══ Supplied records ══
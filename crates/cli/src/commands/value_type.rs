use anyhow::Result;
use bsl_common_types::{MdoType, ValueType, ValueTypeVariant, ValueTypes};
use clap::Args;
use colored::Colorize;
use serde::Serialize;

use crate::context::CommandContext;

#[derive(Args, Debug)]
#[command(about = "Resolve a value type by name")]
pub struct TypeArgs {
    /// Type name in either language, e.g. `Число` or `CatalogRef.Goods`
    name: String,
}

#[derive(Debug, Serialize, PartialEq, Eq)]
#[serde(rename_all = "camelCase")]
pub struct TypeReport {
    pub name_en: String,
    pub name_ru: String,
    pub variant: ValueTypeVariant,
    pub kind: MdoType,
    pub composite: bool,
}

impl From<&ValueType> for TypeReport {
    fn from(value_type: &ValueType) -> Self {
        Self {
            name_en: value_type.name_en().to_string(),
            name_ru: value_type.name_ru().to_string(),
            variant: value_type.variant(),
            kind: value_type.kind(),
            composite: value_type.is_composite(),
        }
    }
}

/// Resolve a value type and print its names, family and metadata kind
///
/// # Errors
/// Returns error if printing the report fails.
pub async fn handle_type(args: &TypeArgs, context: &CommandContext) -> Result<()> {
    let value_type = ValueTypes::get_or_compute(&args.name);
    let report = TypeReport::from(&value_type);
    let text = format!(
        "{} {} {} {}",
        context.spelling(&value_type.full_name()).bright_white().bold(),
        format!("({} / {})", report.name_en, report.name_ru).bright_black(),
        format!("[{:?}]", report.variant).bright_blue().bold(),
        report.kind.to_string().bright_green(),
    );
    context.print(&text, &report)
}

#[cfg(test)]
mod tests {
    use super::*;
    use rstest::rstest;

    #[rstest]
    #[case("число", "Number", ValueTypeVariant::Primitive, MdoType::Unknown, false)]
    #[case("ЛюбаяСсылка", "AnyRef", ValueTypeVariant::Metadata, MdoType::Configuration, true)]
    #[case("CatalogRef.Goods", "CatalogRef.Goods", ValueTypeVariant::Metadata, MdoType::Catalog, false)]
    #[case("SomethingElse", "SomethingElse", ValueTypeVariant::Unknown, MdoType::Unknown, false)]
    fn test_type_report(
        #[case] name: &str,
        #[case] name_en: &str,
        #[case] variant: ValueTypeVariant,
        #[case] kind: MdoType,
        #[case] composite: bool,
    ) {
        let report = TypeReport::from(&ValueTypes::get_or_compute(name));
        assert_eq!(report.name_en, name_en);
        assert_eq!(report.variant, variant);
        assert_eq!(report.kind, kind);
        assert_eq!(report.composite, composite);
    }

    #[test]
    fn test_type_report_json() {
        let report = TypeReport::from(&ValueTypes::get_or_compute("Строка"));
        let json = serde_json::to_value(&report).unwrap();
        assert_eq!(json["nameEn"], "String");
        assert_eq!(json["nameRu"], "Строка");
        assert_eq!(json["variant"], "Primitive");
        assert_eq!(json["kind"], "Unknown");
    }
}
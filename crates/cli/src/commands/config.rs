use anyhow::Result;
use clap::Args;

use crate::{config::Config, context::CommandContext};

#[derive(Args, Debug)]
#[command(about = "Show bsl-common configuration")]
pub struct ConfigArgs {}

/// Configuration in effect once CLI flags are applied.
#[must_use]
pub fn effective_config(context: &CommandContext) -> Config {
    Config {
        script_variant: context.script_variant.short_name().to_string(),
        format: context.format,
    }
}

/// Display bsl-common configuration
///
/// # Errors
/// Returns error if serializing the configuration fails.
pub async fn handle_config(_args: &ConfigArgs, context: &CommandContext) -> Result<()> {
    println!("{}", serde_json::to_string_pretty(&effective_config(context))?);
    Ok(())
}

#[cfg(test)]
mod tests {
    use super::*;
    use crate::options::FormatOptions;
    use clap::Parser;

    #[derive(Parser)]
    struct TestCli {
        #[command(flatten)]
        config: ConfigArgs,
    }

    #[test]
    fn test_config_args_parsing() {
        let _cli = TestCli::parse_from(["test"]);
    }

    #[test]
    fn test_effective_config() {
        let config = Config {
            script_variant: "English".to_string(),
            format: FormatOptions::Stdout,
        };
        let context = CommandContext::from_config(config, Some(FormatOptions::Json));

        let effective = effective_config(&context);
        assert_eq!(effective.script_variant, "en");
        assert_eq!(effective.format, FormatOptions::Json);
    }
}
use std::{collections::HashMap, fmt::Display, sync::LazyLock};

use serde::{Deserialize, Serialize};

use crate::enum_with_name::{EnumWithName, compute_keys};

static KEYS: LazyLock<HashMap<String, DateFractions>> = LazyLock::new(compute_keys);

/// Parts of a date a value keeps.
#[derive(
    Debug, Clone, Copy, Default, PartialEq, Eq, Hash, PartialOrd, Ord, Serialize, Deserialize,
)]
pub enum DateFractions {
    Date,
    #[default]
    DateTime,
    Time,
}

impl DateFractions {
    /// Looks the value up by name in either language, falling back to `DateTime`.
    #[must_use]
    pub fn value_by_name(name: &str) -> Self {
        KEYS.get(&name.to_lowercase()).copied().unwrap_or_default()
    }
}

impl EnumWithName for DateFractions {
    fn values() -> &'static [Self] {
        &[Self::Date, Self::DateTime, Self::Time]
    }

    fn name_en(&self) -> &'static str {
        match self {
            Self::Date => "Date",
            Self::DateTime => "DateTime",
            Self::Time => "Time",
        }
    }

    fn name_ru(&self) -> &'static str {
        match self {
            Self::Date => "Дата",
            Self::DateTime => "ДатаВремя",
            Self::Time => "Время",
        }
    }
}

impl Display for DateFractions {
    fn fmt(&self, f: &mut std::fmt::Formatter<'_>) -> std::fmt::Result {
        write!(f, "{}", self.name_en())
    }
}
═══
Problem statement:
Provide a count of the lines in the data above that include the word "bold", stating the number alone.

Output for this task:
2